==== The records ====
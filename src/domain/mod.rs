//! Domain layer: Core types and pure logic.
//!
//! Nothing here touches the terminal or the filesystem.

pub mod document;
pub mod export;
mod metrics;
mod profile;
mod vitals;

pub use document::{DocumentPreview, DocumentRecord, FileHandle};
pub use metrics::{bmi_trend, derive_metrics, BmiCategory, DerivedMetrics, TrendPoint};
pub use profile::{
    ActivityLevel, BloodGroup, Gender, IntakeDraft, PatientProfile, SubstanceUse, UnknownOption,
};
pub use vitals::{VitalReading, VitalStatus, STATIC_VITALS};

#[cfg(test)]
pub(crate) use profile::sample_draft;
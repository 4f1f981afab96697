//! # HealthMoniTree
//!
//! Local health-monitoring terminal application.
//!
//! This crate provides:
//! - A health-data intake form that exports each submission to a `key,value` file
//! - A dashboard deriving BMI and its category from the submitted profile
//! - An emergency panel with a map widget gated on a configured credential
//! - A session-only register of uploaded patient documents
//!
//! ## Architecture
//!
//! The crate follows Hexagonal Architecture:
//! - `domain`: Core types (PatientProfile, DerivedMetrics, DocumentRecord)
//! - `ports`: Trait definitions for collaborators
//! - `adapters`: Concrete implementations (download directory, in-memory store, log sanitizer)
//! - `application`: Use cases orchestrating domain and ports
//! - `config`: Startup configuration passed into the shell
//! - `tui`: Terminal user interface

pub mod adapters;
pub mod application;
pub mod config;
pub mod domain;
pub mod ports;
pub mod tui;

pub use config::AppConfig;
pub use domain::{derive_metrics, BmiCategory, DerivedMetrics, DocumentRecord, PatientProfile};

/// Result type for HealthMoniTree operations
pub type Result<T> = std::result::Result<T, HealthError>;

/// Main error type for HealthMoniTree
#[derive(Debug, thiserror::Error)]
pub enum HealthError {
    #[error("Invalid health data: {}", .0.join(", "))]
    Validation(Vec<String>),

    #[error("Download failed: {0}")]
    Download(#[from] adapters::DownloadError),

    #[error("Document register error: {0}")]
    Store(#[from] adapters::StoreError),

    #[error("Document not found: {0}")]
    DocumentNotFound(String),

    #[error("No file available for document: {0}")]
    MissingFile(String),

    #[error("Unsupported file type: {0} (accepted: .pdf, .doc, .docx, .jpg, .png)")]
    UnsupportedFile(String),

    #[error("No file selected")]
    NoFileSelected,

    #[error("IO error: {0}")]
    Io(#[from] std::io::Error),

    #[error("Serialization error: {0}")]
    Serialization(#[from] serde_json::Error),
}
====
** Task statement **
Above are the entries. Output exactly the lines beginning with the line that has "- A health-data" and ending with the line that has "The crate follows".

** Reply **
//! - A health-data intake form that exports each submission to a `key,value` file
//! - A dashboard deriving BMI and its category from the submitted profile
//! - An emergency panel with a map widget gated on a configured credential
//! - A session-only register of uploaded patient documents
//!
//! ## Architecture
//!
//! The crate follows Hexagonal Architecture:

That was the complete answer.